Sparse Coding & Dictionary Learning Jobs
Computer vision roles requiring Sparse Coding & Dictionary Learning expertise, across all industries and experience levels.
Open Positions
What is Sparse Coding & Dictionary Learning?
Sparse coding and dictionary learning represent signals as combinations of a few atoms drawn from a learned or designed dictionary. The assumption that natural images are sparse in some basis underpins compressive sensing, denoising, inpainting and a good deal of classical inverse-problem theory.
Where Sparse Coding & Dictionary Learning is used
MRI reconstruction, hyperspectral unmixing, seismic and radar processing, and anomaly detection where the interesting signal is precisely what the dictionary fails to represent.
Roles that ask for Sparse Coding & Dictionary Learning
- Computational Imaging Scientist
- Research Scientist, Signal Processing
- Algorithm Engineer
- Medical Imaging Scientist
- DSP Engineer
Related skills & tools
Sparse Coding & Dictionary Learning jobs — common questions
Is sparse coding still relevant in the deep learning era?
Yes, in two forms. It remains a strong prior when training data is scarce, and algorithm unrolling — turning iterative solvers such as ISTA into trainable network layers — is an active research direction that merges both worlds.
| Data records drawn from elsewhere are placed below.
use figment::{
    providers::{Env, Format, Toml},
    Figment,
};
use serde::{Deserialize, Serialize};
use std::path::PathBuf;

/// Default generation-lock TTL in seconds.
pub const DEFAULT_LOCK_TTL_SECS: u64 = 300;
/// Default delay between executor iterations in milliseconds.
pub const DEFAULT_PERIOD_DELAY_MS: u64 = 250;
/// Default quarantine grace period in days.
pub const DEFAULT_GRACE_DAYS: u32 = 30;

/// Top-level config (chronicle.toml + CHRONICLE_* env overrides).
#[derive(Debug, Clone, Serialize, Deserialize)]
pub struct ChronicleConfig {
    #[serde(default = "default_archive_root")]
    pub archive_root: PathBuf,
    #[serde(default = "default_lock_ttl")]
    pub lock_ttl_seconds: u64,
    /// Delay the executor sleeps between periods.
    #[serde(default = "default_period_delay_ms")]
    pub period_delay_ms: u64,
    #[serde(default)]
    pub retention: RetentionConfig,
    #[serde(default)]
    pub keys: KeysConfig,
    #[serde(default)]
    pub google_drive: DriveConfig,
    /// Where dated pricing snapshots are persisted. Defaults to
    /// `pricing-history.json` under the archive root when unset.
    #[serde(default)]
    pub pricing_history_path: Option<PathBuf>,
    /// Base secret for deriving the token-store encryption key.
    #[serde(default)]
    pub token_encryption_key: Option<String>,
}

impl Default for ChronicleConfig {
    fn default() -> Self {
        Self {
            archive_root: default_archive_root(),
            lock_ttl_seconds: default_lock_ttl(),
            period_delay_ms: default_period_delay_ms(),
            retention: RetentionConfig::default(),
            keys: KeysConfig::default(),
            google_drive: DriveConfig::default(),
            pricing_history_path: None,
            token_encryption_key: None,
        }
    }
}

/// Retention and soft-delete policy.
#[derive(Debug, Clone, Serialize, Deserialize)]
pub struct RetentionConfig {
    /// If set, summaries older than this are soft-deleted on policy runs.
    #[serde(default)]
    pub retention_days: Option<u32>,
    /// Days a soft-deleted artifact stays in `.deleted/` before purge.
    #[serde(default = "default_grace_days")]
    pub soft_delete_grace_days: u32,
    /// Write a tar.gz backup into `.backups/` before permanent deletion.
    #[serde(default = "bool_true")]
    pub archive_before_delete: bool,
}

impl Default for RetentionConfig {
    fn default() -> Self {
        Self {
            retention_days: None,
            soft_delete_grace_days: default_grace_days(),
            archive_before_delete: true,
        }
    }
}

/// Summarizer credential configuration.
#[derive(Debug, Clone, Serialize, Deserialize)]
pub struct KeysConfig {
    /// Default OpenRouter key; falls back to OPENROUTER_API_KEY.
    #[serde(default)]
    pub openrouter_api_key: Option<String>,
    /// Env var holding the master key for file-backed per-server keys.
    #[serde(default = "default_master_key_env")]
    pub master_key_env: String,
    /// Directory for encrypted per-server key files.
    #[serde(default = "default_keys_dir")]
    pub keys_dir: PathBuf,
}

impl Default for KeysConfig {
    fn default() -> Self {
        Self {
            openrouter_api_key: None,
            master_key_env: default_master_key_env(),
            keys_dir: default_keys_dir(),
        }
    }
}

/// Global Google Drive fallback binding. Per-source bindings in source
/// manifests take precedence.
#[derive(Debug, Clone, Serialize, Deserialize)]
pub struct DriveConfig {
    #[serde(default)]
    pub enabled: bool,
    #[serde(default)]
    pub folder_id: String,
    #[serde(default)]
    pub credentials_path: String,
    #[serde(default = "bool_true")]
    pub create_subfolders: bool,
    #[serde(default = "default_subfolder_naming")]
    pub subfolder_naming: String,
    #[serde(default = "bool_true")]
    pub sync_on_generation: bool,
    /// "on_generation", "hourly" or "daily".
    #[serde(default = "default_sync_frequency")]
    pub sync_frequency: String,
}

impl Default for DriveConfig {
    fn default() -> Self {
        Self {
            enabled: false,
            folder_id: String::new(),
            credentials_path: String::new(),
            create_subfolders: true,
            subfolder_naming: default_subfolder_naming(),
            sync_on_generation: true,
            sync_frequency: default_sync_frequency(),
        }
    }
}

fn bool_true() -> bool {
    true
}

fn default_archive_root() -> PathBuf {
    PathBuf::from("./summarybot-archive")
}

fn default_lock_ttl() -> u64 {
    DEFAULT_LOCK_TTL_SECS
}

fn default_period_delay_ms() -> u64 {
    DEFAULT_PERIOD_DELAY_MS
}

fn default_grace_days() -> u32 {
    DEFAULT_GRACE_DAYS
}

fn default_master_key_env() -> String {
    "CHRONICLE_MASTER_KEY".to_string()
}

fn default_keys_dir() -> PathBuf {
    PathBuf::from("./data/keys")
}

fn default_subfolder_naming() -> String {
    "{server_name}_{server_id}".to_string()
}

fn default_sync_frequency() -> String {
    "on_generation".to_string()
}

impl ChronicleConfig {
    /// Load config from a TOML file with CHRONICLE_* env var overrides.
    pub fn load(config_path: Option<&str>) -> crate::error::Result<Self> {
        let path = config_path
            .map(String::from)
            .unwrap_or_else(default_config_path);

        let config: ChronicleConfig = Figment::new()
            .merge(Toml::file(&path))
            .merge(Env::prefixed("CHRONICLE_").split("_"))
            .extract()
            .map_err(|e| crate::error::CoreError::Config(e.to_string()))?;

        Ok(config)
    }
}

fn default_config_path() -> String {
    let home = std::env::var("HOME").unwrap_or_else(|_| ".".to_string());
    format!("{}/.chronicle/chronicle.toml", home)
}

#[cfg(test)]
mod tests {
    use super::*;

    #[test]
    fn defaults_match_documented_values() {
        let config = ChronicleConfig::default();
        assert_eq!(config.lock_ttl_seconds, 300);
        assert_eq!(config.period_delay_ms, 250);
        assert_eq!(config.retention.soft_delete_grace_days, 30);
        assert!(config.retention.archive_before_delete);
        assert!(config.retention.retention_days.is_none());
        assert_eq!(config.google_drive.subfolder_naming, "{server_name}_{server_id}");
    }
}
What algorithms should I know?
Matching pursuit and orthogonal matching pursuit, basis pursuit and LASSO, ISTA and FISTA, and K-SVD for dictionary learning. The convex optimisation background behind them is usually assumed.
Where do these roles sit?
Mostly in research-heavy environments: medical imaging vendors, national labs, defence contractors and instrument makers. A PhD is common, and the work is closer to applied mathematics than to typical CV engineering.